*WHAT TO DO*
Only one stretch of the records below is wanted: the lines from the one holding "Deterministic sample of" through the one holding "let pair = pair.trim();". Return it exactly, both ends included.

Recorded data
+++

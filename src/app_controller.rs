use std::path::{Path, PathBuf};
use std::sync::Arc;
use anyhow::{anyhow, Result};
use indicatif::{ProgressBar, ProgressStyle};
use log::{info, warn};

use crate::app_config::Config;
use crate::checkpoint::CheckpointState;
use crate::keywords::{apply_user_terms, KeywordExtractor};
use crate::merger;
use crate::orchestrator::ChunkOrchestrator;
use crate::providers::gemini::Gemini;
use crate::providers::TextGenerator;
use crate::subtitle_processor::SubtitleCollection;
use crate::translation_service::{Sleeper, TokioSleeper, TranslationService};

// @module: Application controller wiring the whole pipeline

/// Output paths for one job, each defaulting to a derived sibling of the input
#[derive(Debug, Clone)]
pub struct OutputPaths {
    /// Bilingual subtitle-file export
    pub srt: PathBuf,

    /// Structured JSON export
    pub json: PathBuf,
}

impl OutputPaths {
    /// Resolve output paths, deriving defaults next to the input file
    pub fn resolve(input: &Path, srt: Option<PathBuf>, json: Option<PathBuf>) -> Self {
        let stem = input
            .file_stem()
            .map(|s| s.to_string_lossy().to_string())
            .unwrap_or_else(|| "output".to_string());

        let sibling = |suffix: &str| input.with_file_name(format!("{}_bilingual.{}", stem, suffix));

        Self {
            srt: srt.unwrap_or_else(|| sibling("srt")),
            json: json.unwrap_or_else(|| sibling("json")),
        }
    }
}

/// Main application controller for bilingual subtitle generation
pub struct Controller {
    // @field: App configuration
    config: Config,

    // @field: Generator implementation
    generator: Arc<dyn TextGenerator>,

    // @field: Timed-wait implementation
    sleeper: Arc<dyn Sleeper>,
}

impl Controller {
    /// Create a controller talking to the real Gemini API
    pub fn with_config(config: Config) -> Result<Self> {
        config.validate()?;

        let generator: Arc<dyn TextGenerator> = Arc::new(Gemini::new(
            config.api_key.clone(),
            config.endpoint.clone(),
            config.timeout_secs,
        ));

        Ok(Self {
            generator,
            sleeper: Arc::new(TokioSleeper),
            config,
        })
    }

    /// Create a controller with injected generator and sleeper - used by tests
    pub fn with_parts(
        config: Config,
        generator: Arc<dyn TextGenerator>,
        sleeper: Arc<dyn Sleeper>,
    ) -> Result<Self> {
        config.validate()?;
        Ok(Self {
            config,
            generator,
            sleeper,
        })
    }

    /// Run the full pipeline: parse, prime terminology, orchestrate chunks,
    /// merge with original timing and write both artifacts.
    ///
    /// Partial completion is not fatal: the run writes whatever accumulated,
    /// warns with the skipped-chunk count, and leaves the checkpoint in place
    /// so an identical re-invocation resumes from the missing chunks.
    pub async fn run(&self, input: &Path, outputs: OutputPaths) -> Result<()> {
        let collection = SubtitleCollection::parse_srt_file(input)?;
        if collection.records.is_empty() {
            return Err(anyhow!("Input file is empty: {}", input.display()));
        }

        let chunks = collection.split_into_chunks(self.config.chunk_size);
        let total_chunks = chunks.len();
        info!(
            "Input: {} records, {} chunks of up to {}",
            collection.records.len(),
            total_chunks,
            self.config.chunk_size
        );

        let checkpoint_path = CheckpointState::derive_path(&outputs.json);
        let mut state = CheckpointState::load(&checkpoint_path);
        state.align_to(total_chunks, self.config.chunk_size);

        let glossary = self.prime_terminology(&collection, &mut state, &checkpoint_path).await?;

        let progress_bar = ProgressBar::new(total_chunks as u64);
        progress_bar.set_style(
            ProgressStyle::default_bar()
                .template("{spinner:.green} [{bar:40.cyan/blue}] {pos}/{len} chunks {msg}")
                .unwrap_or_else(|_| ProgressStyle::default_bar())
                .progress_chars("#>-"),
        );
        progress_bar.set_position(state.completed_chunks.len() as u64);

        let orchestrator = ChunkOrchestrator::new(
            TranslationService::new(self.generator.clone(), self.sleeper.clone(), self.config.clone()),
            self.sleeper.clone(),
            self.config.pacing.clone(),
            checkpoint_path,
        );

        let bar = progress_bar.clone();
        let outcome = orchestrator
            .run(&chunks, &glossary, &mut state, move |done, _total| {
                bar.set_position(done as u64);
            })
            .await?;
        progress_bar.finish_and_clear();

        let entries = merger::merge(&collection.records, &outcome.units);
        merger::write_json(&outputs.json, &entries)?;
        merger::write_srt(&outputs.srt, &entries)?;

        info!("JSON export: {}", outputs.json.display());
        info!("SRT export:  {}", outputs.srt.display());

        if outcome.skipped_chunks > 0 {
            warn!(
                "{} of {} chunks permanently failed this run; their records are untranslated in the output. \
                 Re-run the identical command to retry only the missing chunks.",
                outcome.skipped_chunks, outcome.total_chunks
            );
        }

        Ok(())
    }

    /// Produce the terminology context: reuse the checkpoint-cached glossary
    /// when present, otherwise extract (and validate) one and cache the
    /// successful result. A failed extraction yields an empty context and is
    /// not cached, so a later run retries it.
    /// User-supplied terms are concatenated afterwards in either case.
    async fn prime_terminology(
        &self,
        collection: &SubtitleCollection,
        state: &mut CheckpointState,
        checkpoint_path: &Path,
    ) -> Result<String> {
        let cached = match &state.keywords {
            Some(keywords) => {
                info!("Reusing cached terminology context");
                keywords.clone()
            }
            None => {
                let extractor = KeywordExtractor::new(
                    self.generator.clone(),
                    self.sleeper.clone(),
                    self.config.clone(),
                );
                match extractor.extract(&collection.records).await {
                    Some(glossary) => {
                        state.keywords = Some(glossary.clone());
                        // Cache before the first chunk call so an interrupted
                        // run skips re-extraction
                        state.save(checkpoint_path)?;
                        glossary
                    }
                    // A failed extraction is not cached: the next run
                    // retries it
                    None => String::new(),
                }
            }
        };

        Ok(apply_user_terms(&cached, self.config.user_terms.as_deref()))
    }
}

+++

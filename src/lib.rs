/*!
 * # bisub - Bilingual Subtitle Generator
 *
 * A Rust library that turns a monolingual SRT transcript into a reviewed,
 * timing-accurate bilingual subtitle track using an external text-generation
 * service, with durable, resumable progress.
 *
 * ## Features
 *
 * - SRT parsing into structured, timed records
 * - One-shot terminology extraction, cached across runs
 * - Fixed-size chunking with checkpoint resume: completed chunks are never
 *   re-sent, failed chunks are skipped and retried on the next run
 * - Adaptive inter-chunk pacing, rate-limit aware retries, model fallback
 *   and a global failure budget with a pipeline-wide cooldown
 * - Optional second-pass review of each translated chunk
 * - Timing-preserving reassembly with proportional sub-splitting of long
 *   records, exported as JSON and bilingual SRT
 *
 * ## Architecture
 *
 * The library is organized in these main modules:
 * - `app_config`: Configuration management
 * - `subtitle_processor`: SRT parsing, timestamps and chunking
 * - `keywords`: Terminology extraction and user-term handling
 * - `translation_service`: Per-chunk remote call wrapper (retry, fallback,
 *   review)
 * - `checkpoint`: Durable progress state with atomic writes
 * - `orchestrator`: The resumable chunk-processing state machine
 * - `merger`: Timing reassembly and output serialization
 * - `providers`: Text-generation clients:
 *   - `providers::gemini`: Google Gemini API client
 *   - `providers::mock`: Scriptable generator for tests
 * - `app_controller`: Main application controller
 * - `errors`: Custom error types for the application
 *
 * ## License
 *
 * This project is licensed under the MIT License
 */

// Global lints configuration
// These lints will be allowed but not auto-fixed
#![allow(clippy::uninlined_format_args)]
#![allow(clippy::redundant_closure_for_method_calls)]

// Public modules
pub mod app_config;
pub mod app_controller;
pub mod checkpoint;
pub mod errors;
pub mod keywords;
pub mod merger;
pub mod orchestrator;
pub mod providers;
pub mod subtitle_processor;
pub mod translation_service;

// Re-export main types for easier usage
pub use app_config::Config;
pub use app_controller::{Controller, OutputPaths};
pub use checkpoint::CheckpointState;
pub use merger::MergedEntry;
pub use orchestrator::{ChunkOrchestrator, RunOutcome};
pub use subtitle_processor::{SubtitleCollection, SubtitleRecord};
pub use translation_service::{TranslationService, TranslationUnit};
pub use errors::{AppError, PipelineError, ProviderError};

+++

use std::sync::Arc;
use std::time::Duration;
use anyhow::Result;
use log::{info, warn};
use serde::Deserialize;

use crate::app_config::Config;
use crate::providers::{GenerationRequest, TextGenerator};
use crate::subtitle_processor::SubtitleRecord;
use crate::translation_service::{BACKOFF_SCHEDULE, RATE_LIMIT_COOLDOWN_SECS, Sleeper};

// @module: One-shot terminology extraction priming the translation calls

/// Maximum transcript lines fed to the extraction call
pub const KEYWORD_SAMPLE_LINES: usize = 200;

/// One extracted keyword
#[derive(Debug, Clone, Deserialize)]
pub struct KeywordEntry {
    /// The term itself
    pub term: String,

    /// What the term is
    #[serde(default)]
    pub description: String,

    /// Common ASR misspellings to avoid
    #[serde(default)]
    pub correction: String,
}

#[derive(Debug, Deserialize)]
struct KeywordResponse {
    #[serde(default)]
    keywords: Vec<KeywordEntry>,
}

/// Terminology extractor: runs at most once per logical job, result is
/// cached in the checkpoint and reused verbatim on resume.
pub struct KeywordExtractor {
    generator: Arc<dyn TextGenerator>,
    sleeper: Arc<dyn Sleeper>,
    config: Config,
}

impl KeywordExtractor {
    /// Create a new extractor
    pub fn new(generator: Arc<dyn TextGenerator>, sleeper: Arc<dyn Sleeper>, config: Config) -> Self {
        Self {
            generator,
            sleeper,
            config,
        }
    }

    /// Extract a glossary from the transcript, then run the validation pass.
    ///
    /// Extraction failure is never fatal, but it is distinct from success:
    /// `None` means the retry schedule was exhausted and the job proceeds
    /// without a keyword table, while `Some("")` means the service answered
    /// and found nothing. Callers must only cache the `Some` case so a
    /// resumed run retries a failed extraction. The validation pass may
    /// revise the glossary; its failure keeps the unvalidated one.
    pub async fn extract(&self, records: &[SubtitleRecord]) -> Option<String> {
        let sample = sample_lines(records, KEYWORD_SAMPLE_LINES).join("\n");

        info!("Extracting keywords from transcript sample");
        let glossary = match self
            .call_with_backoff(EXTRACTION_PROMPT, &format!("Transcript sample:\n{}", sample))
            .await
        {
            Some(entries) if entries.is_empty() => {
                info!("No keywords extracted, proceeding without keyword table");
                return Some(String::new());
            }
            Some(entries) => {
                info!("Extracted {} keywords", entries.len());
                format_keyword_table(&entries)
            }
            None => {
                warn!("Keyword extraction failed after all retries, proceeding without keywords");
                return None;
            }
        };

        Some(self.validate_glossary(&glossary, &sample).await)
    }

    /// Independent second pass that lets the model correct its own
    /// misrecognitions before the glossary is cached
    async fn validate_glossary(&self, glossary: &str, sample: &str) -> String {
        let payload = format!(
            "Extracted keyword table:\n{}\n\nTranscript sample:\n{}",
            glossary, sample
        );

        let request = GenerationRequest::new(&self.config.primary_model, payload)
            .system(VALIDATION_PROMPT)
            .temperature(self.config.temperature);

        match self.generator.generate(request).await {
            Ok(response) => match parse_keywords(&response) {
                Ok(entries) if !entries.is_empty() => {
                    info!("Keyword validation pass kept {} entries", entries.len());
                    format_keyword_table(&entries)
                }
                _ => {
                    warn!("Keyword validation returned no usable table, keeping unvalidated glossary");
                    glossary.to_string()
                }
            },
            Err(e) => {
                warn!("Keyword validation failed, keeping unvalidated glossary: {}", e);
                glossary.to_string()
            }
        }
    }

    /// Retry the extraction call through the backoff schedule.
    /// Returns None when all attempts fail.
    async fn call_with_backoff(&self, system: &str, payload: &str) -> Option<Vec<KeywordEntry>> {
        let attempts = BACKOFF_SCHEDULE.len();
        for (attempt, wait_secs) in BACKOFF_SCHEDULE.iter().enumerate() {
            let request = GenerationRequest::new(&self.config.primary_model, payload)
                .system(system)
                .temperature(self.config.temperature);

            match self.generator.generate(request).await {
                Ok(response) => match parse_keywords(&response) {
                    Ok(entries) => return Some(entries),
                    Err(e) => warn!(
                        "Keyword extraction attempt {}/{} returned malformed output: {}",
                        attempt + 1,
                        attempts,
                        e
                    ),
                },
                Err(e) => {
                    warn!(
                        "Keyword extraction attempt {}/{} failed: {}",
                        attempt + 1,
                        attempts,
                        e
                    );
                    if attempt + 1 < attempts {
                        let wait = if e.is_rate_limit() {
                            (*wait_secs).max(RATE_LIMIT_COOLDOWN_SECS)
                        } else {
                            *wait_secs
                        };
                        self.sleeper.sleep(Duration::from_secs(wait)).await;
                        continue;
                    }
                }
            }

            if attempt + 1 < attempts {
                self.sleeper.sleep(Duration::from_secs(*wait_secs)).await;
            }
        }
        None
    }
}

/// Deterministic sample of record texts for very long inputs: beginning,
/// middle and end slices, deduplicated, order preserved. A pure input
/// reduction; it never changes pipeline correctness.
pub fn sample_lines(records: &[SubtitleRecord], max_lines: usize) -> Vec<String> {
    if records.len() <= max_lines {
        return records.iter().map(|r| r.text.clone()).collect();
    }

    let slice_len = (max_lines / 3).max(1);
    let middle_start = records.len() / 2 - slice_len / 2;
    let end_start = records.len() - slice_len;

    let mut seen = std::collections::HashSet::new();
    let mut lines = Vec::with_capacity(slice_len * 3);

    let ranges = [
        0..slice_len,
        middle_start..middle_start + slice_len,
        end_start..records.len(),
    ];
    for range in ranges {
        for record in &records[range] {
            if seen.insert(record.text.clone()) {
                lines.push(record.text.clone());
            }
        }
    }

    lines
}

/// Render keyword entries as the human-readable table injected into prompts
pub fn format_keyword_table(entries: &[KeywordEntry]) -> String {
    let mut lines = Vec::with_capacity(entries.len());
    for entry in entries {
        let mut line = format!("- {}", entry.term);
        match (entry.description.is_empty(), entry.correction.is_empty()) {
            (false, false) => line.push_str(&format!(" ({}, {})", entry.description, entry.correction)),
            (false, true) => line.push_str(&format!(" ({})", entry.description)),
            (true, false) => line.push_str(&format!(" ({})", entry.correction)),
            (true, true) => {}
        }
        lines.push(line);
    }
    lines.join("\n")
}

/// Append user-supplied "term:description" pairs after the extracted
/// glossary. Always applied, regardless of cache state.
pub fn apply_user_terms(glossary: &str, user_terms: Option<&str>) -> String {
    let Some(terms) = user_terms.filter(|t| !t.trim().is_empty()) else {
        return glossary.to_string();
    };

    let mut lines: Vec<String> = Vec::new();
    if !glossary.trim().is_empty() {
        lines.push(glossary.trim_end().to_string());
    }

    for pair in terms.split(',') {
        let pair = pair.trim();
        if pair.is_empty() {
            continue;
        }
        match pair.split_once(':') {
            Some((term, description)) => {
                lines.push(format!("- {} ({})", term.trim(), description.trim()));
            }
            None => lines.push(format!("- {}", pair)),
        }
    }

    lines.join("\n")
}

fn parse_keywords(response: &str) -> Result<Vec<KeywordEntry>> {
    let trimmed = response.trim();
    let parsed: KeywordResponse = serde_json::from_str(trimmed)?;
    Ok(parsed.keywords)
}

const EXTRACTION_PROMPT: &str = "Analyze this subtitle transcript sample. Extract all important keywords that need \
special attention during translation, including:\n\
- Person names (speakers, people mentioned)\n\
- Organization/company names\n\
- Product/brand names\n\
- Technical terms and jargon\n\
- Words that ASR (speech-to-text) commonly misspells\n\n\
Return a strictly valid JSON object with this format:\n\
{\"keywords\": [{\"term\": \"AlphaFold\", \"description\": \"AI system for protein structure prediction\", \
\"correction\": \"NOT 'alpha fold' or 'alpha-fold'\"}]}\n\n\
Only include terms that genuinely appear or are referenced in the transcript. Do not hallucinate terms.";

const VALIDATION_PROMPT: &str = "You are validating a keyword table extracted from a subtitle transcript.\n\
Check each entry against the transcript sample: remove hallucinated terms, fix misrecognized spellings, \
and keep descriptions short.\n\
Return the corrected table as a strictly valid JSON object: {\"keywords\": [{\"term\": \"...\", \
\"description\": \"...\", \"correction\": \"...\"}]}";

+++

*RESPONSE TO THIS TASK*
/// Deterministic sample of record texts for very long inputs: beginning,
/// middle and end slices, deduplicated, order preserved. A pure input
/// reduction; it never changes pipeline correctness.
pub fn sample_lines(records: &[SubtitleRecord], max_lines: usize) -> Vec<String> {
    if records.len() <= max_lines {
        return records.iter().map(|r| r.text.clone()).collect();
    }

    let slice_len = (max_lines / 3).max(1);
    let middle_start = records.len() / 2 - slice_len / 2;
    let end_start = records.len() - slice_len;

    let mut seen = std::collections::HashSet::new();
    let mut lines = Vec::with_capacity(slice_len * 3);

    let ranges = [
        0..slice_len,
        middle_start..middle_start + slice_len,
        end_start..records.len(),
    ];
    for range in ranges {
        for record in &records[range] {
            if seen.insert(record.text.clone()) {
                lines.push(record.text.clone());
            }
        }
    }

    lines
}

/// Render keyword entries as the human-readable table injected into prompts
pub fn format_keyword_table(entries: &[KeywordEntry]) -> String {
    let mut lines = Vec::with_capacity(entries.len());
    for entry in entries {
        let mut line = format!("- {}", entry.term);
        match (entry.description.is_empty(), entry.correction.is_empty()) {
            (false, false) => line.push_str(&format!(" ({}, {})", entry.description, entry.correction)),
            (false, true) => line.push_str(&format!(" ({})", entry.description)),
            (true, false) => line.push_str(&format!(" ({})", entry.correction)),
            (true, true) => {}
        }
        lines.push(line);
    }
    lines.join("\n")
}

/// Append user-supplied "term:description" pairs after the extracted
/// glossary. Always applied, regardless of cache state.
pub fn apply_user_terms(glossary: &str, user_terms: Option<&str>) -> String {
    let Some(terms) = user_terms.filter(|t| !t.trim().is_empty()) else {
        return glossary.to_string();
    };

    let mut lines: Vec<String> = Vec::new();
    if !glossary.trim().is_empty() {
        lines.push(glossary.trim_end().to_string());
    }

    for pair in terms.split(',') {
        let pair = pair.trim();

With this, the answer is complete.